Cancer usually affects one of the two testicles and is usually detected prior to medical diagnosis. Symptoms may include one or more of the following:
A lump or swelling of a testicle
Pain or discomfort in a testicle or the scrotum
A feeling of heaviness in the scrotum
A dull ache in the abdomen or groin
A sudden collection of fluid in the scrotum
Enlargement or tenderness of the breasts
Low or mid-back pain
What are the Risk Factors for Testicular Cancer:
Altered testicular cells in the testicles may develop for a variety of reasons, though there are many conditions that may present greater risk.
A family history of testicular cancer
Age – testicular cancer is the most common cancer in American males ages 15 to 35
Race – testicular cancer is more common in Caucasian men
An undescended testicle (cryptorchidism) during fetal development
Males with cryptorchidism are many times more likely to develop testicular cancer than those with normally descended testicles.
Abnormal testicle development
Carcinoma in situ of the testicle
Having had testicular cancer before
Urologic and robotics surgeon, Dr. Jennifer Linehan, discusses testicular cancer prevalence and self-evaluation for men.
How is Testicular Cancer Diagnosed?
Testicular cancer is diagnosed by a urology oncologist using ultrasound and blood tests. An ultrasound is performed using a small hand-held scanning tool that is completely painless. Using sound waves, the scanner generates an on-screen image, indicating the location of the lump relative to other structures.
Stages of Testicular Cancer
If you are diagnosed with testicular cancer, your urologic oncologist will determine the stage of the disease. Staging is a way to classify cancer by how much of the disease is in the body and whether it has spread. This helps doctors plan the best way to treat the cancer.
This stage is testicular carcinoma in situ (CIS), often a precancerous condition in which there are germ cells that appear cancerous but are not yet behaving the way cancer cells do. CIS becomes cancer when the cells spread to areas of the testicle(s) where they do not normally belong.
The primary tumor is only in the testicle, which may include the rete testis. It has not grown into blood vessels or lymph vessels in the testicles. The tumor may have grown into the inner membrane layer surrounding the testicle, called the tunica albuginea. It has not spread to the outer membrane layer surrounding the testicle, called the tunica vaginalis.
The tumor is in the testicle, which may include the rete testis, and it has grown into blood vessels or lymphatic vessels. Or the tumor has grown into the fatty tissue next to the epididymis called the hilar soft tissue, the epididymis, or the tunica vaginalis, with or without growth to blood or lymph vessels.

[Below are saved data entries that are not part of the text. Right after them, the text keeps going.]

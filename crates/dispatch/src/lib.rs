// crates/dispatch/src/lib.rs
//! Detached launching of an external verification command.
//!
//! A [`LaunchContext`] is built once from the plugin configuration. Each
//! verification event then goes through [`Dispatcher::dispatch`], which starts
//! the command through a double fork and returns as soon as the intermediate
//! relay process has exited. Completion is reported by the command itself,
//! out of band, never through the dispatcher.

mod context;
mod dispatcher;
mod env;
mod error;
mod os;

pub use context::LaunchContext;
pub use dispatcher::{DispatchState, Dispatcher, FAILURE_EXIT_CODE, SUCCESS_EXIT_CODE};
pub use env::Environment;
pub use error::{ConfigError, DetachFailure, DispatchError};
pub use os::{Fork, SystemFork, exit_now};

pub use nix::errno::Errno;
pub use nix::unistd::ForkResult;
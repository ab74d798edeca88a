// crates/logging/src/flags.rs
#![allow(missing_docs)]

use clap::ValueEnum;
use std::path::PathBuf;

use crate::host::HostSink;

#[derive(Clone, Copy, Debug, Eq, PartialEq, ValueEnum)]
#[clap(rename_all = "kebab-case")]
pub enum LogFormat {
    Text,
    Json,
}

/// Which events the console layer writes to stderr.
#[derive(Clone, Copy, Debug, Eq, PartialEq, ValueEnum, Default)]
#[clap(rename_all = "kebab-case")]
pub enum StderrMode {
    /// Nothing goes to stderr; used when the host owns the terminal.
    #[clap(alias = "o")]
    Off,
    #[clap(alias = "e")]
    #[default]
    Errors,
    #[clap(alias = "a")]
    All,
}

#[derive(Clone, Debug)]
pub struct SubscriberConfig {
    pub format: LogFormat,
    pub verbose: u8,
    pub quiet: bool,
    pub stderr: StderrMode,
    pub log_file: Option<(PathBuf, Option<LogFormat>)>,
    pub syslog: bool,
    pub colored: bool,
    pub timestamps: bool,
    pub component: Option<String>,
    pub host: Option<HostSink>,
}

impl Default for SubscriberConfig {
    fn default() -> Self {
        Self {
            format: LogFormat::Text,
            verbose: 0,
            quiet: false,
            stderr: StderrMode::Errors,
            log_file: None,
            syslog: false,
            colored: true,
            timestamps: false,
            component: None,
            host: None,
        }
    }
}

#[derive(Default)]
pub struct SubscriberConfigBuilder {
    cfg: SubscriberConfig,
}

impl SubscriberConfig {
    pub fn builder() -> SubscriberConfigBuilder {
        SubscriberConfigBuilder::default()
    }
}

impl SubscriberConfigBuilder {
    pub fn format(mut self, format: LogFormat) -> Self {
        self.cfg.format = format;
        self
    }

    pub fn verbose(mut self, verbose: u8) -> Self {
        self.cfg.verbose = verbose;
        self
    }

    pub fn quiet(mut self, quiet: bool) -> Self {
        self.cfg.quiet = quiet;
        self
    }

    pub fn stderr(mut self, stderr: StderrMode) -> Self {
        self.cfg.stderr = stderr;
        self
    }

    pub fn log_file(mut self, log_file: Option<(PathBuf, Option<LogFormat>)>) -> Self {
        self.cfg.log_file = log_file;
        self
    }

    pub fn syslog(mut self, syslog: bool) -> Self {
        self.cfg.syslog = syslog;
        self
    }

    pub fn colored(mut self, colored: bool) -> Self {
        self.cfg.colored = colored;
        self
    }

    pub fn timestamps(mut self, timestamps: bool) -> Self {
        self.cfg.timestamps = timestamps;
        self
    }

    pub fn component(mut self, component: impl Into<String>) -> Self {
        self.cfg.component = Some(component.into());
        self
    }

    pub fn host(mut self, host: Option<HostSink>) -> Self {
        self.cfg.host = host;
        self
    }

    pub fn build(self) -> SubscriberConfig {
        self.cfg
    }
}
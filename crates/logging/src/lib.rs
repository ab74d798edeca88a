// crates/logging/src/lib.rs
//! Logging for the plugin and its host driver.
//!
//! Everything is built on `tracing`. A [`SubscriberConfig`] describes where
//! events go (stderr, a log file, syslog, the host's own log callback) and
//! [`subscriber`]/[`dispatch`] assemble the matching layers.

mod flags;
mod formatter;
mod host;
mod json_format;
mod sink;
mod subscriber;

pub use flags::{LogFormat, StderrMode, SubscriberConfig, SubscriberConfigBuilder};
pub use formatter::PluginFormatter;
pub use host::{HostLayer, HostLog, HostSink, PluginLevel};
pub use json_format::JsonFormatter;
pub use subscriber::{dispatch, init, subscriber};
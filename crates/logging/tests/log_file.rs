// crates/logging/tests/log_file.rs

use logging::{LogFormat, StderrMode, SubscriberConfig, init};
use tempfile::tempdir;
use tracing::info;

#[test]
fn file_sink_writes_message() {
    let dir = tempdir().unwrap();
    let path = dir.path().join("log.txt");
    let cfg = SubscriberConfig::builder()
        .format(LogFormat::Text)
        .verbose(1)
        .quiet(false)
        .stderr(StderrMode::Off)
        .component("auth-script")
        .log_file(Some((path.clone(), None)))
        .syslog(false)
        .colored(false)
        .timestamps(false)
        .build();
    init(cfg).unwrap();
    info!(target: "test", "hello");
    let contents = std::fs::read_to_string(path).unwrap();
    assert!(contents.contains("NOTE auth-script: hello"));
}
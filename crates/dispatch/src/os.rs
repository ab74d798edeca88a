// crates/dispatch/src/os.rs
#![allow(unsafe_code)]

use nix::unistd::{ForkResult, fork};

/// Process creation used by the dispatcher.
///
/// Implementations other than [`SystemFork`] exist to inject failures in
/// tests. A child returned from [`Fork::fork`] may only fork again, `execve`,
/// log and leave through [`exit_now`].
pub trait Fork: Send + Sync {
    fn fork(&self) -> nix::Result<ForkResult>;
}

/// `fork(2)`.
#[derive(Clone, Copy, Debug, Default)]
pub struct SystemFork;

impl Fork for SystemFork {
    /// # Safety
    /// This wrapper is safe because it performs the raw `fork(2)` and returns
    /// immediately without touching shared state in the child. The caller is
    /// responsible for performing only async-signal-safe operations before
    /// `execve` or [`exit_now`].
    fn fork(&self) -> nix::Result<ForkResult> {
        // SAFETY: see above. The dispatcher's children run no destructors and
        // never return into the host.
        unsafe { fork() }
    }
}

/// Terminate the current process with `_exit(2)`.
///
/// Used by the relay and the worker: neither may run the host's `atexit`
/// handlers or flush stdio buffers it inherited.
pub fn exit_now(code: i32) -> ! {
    // SAFETY: `_exit` is async-signal-safe and takes no pointers.
    unsafe { nix::libc::_exit(code) }
}
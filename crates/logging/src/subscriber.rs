// crates/logging/src/subscriber.rs
#![allow(missing_docs)]

use crate::flags::{LogFormat, StderrMode, SubscriberConfig};
use crate::formatter::PluginFormatter;
use crate::host::HostLayer;
use crate::json_format::JsonFormatter;
use crate::sink::{FileWriter, LogWriter};
use std::fs::OpenOptions;
use std::io;
use tracing::level_filters::LevelFilter;
use tracing::{Dispatch, Subscriber};
use tracing_subscriber::fmt::MakeWriter;
use tracing_subscriber::registry::LookupSpan;
use tracing_subscriber::{
    EnvFilter, fmt as tracing_fmt,
    layer::{Layer, SubscriberExt},
    util::SubscriberInitExt,
};

#[cfg(all(unix, feature = "syslog"))]
use std::os::unix::net::UnixDatagram;
#[cfg(all(unix, feature = "syslog"))]
use std::path::PathBuf;
#[cfg(all(unix, feature = "syslog"))]
use tracing::{Event, Level};
#[cfg(all(unix, feature = "syslog"))]
use tracing_subscriber::layer::Context;

#[cfg(all(unix, feature = "syslog"))]
use crate::host::MessageVisitor;

#[cfg(all(unix, feature = "syslog"))]
struct SyslogLayer {
    sock: UnixDatagram,
    tag: String,
}

#[cfg(all(unix, feature = "syslog"))]
impl SyslogLayer {
    fn new(tag: String) -> io::Result<Self> {
        let path = std::env::var_os("AUTH_SCRIPT_SYSLOG_PATH")
            .map(PathBuf::from)
            .unwrap_or_else(|| PathBuf::from("/dev/log"));
        let sock = UnixDatagram::unbound()?;
        sock.connect(path)?;
        Ok(Self { sock, tag })
    }
}

#[cfg(all(unix, feature = "syslog"))]
fn syslog_severity(level: Level) -> u8 {
    match level {
        Level::ERROR => 3,
        Level::WARN => 4,
        Level::INFO => 5,
        Level::DEBUG | Level::TRACE => 7,
    }
}

#[cfg(all(unix, feature = "syslog"))]
impl<S> Layer<S> for SyslogLayer
where
    S: Subscriber,
{
    fn on_event(&self, event: &Event<'_>, _ctx: Context<'_, S>) {
        let msg = MessageVisitor::render(event);
        // facility "auth" (4)
        let pri = 4 * 8 + syslog_severity(*event.metadata().level());
        let pid = std::process::id();
        let data = format!("<{pri}>{}[{pid}]: {msg}", self.tag);
        let _ = self.sock.send(data.as_bytes());
    }
}

fn level_filter(verbose: u8, quiet: bool) -> LevelFilter {
    if quiet {
        LevelFilter::ERROR
    } else if verbose > 2 {
        LevelFilter::TRACE
    } else if verbose > 1 {
        LevelFilter::DEBUG
    } else if verbose > 0 {
        LevelFilter::INFO
    } else {
        LevelFilter::WARN
    }
}

fn format_layer<S, W>(
    writer: W,
    format: LogFormat,
    component: Option<String>,
    timestamps: bool,
    ansi: bool,
) -> Box<dyn Layer<S> + Send + Sync>
where
    S: Subscriber + for<'a> LookupSpan<'a> + 'static,
    W: for<'w> MakeWriter<'w> + Send + Sync + 'static,
{
    let base = tracing_fmt::layer().with_writer(writer).with_ansi(ansi);
    match format {
        LogFormat::Json => base.event_format(JsonFormatter::new(component)).boxed(),
        LogFormat::Text => base
            .event_format(PluginFormatter::new(component, timestamps))
            .boxed(),
    }
}

pub fn subscriber(cfg: SubscriberConfig) -> io::Result<Box<dyn Subscriber + Send + Sync>> {
    let SubscriberConfig {
        format,
        verbose,
        quiet,
        stderr,
        log_file,
        syslog,
        colored,
        timestamps,
        component,
        host,
    } = cfg;

    let filter = EnvFilter::builder()
        .with_default_directive(level_filter(verbose, quiet).into())
        .from_env_lossy();

    let console = match stderr {
        StderrMode::Off => None,
        mode => Some(format_layer(
            LogWriter { mode },
            format,
            component.clone(),
            timestamps,
            colored,
        )),
    };

    let host_layer = host.map(|sink| HostLayer::new(sink, component.clone()));

    #[cfg(all(unix, feature = "syslog"))]
    let syslog_layer = if syslog {
        let tag = component.clone().unwrap_or_else(|| "auth-script".to_string());
        SyslogLayer::new(tag).ok()
    } else {
        None
    };
    #[cfg(not(all(unix, feature = "syslog")))]
    let syslog_layer: Option<tracing_subscriber::layer::Identity> = {
        let _ = syslog;
        None
    };

    let registry = tracing_subscriber::registry()
        .with(filter)
        .with(console)
        .with(host_layer)
        .with(syslog_layer);

    let file_layer = if let Some((path, file_format)) = log_file {
        let file = OpenOptions::new().create(true).append(true).open(path)?;
        Some(format_layer(
            FileWriter { file },
            file_format.unwrap_or(format),
            component,
            true,
            false,
        ))
    } else {
        None
    };
    let registry = registry.with(file_layer);
    Ok(Box::new(registry))
}

/// Build a [`Dispatch`] that can be handed around and entered with
/// `tracing::dispatcher::with_default` instead of installing a global
/// subscriber.
pub fn dispatch(cfg: SubscriberConfig) -> io::Result<Dispatch> {
    Ok(Dispatch::new(subscriber(cfg)?))
}

pub fn init(cfg: SubscriberConfig) -> io::Result<()> {
    subscriber(cfg)?.init();
    Ok(())
}
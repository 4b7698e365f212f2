//! Collaborator traits consumed by the gateway core.
//!
//! The core never talks to reqwest or redis directly. It is handed an
//! [`UpstreamFetcher`] and a [`KeyValueStore`] at build time, which keeps the
//! request path testable with in-memory doubles.

use std::time::Duration;

use async_trait::async_trait;
use serde_json::Value;

use crate::Result;

/// Fetches JSON documents from the upstream API.
#[async_trait]
pub trait UpstreamFetcher: Send + Sync {
    /// GET `path` (relative to the upstream base URL) with query `params`.
    ///
    /// Implementations must surface failure statuses as
    /// [`GatewayError::Upstream`](crate::GatewayError::Upstream), including
    /// statuses embedded in an otherwise successful response body.
    async fn fetch(&self, path: &str, params: &[(String, String)]) -> Result<Value>;
}

/// Shared key-value store holding cache entries, hotness counters and lookup tables.
///
/// Mirrors the subset of redis semantics the gateway relies on. `increment`
/// and `set_if_absent` must be atomic across every process sharing the store.
#[async_trait]
pub trait KeyValueStore: Send + Sync {
    /// Read a plain value. `None` if absent or expired.
    async fn get(&self, key: &str) -> Result<Option<Vec<u8>>>;

    /// Write a plain value, replacing any previous value and TTL.
    async fn set(&self, key: &str, value: &[u8], ttl: Duration) -> Result<()>;

    /// Write a plain value only if the key does not exist.
    ///
    /// Returns `true` if this call created the key.
    async fn set_if_absent(&self, key: &str, value: &[u8], ttl: Duration) -> Result<bool>;

    /// Atomically increment an integer counter.
    ///
    /// A missing counter is created at 1 with `window` as its expiry, in the
    /// same atomic step. An existing counter's expiry is left untouched.
    async fn increment(&self, key: &str, window: Duration) -> Result<i64>;

    /// Set the expiry of an existing key. Returns `false` if the key is absent.
    async fn expire(&self, key: &str, ttl: Duration) -> Result<bool>;

    /// Whether the key exists (any value kind).
    async fn exists(&self, key: &str) -> Result<bool>;

    /// Set `field` in hash `table` only if the field is absent.
    ///
    /// Creates the table without expiry if it does not exist. Returns `true`
    /// if the field was written.
    async fn hash_set_if_absent(&self, table: &str, field: &str, value: &str) -> Result<bool>;

    /// Read `field` from hash `table`.
    async fn hash_get(&self, table: &str, field: &str) -> Result<Option<String>>;
}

The tumor has grown into the spermatic cord, without or without growth to blood or lymph vessels.
The tumor has grown into the scrotum, without or without growth to blood or lymph vessels.
How is Testicular Cancer Treated?
Treatment options for testicular cancer include:
The urologists at Saint John’s Health Center specialize in robotic-assisted surgery for testicular cancer. This minimally invasive procedure is performed with the da Vinci Surgical System.
Laparoscopic surgery is a minimally invasive approach, which is done through small incisions using thin surgical tools guided by a tiny video camera. This surgery has several benefits, including less pain and a shorter recovery time.
Radical inguinal orchiectomy is surgery for removing the testicles.
Retroperitoneal lymph node dissection is surgery for removing lymph nodes at the back of the abdomen.
Radiation is used to kill cancer cells that have spread from the testicles to lymph nodes. Radiation therapy uses high-energy rays or particles to destroy cancer cells or slow their growth. This treatment is similar to getting an X-ray, but the radiation is more intense.
Either intravenously or orally taken, chemotherapy is a drug that travels throughout the body to destroy cancer that have spread. Chemotherapy also is used to decrease the risk of cancer returning after a cancerous testicle is removed.
You may receive more than one type of treatment, depending on several factors, including the grade of the tumor, where it is located and whether it has spread to other parts of your body.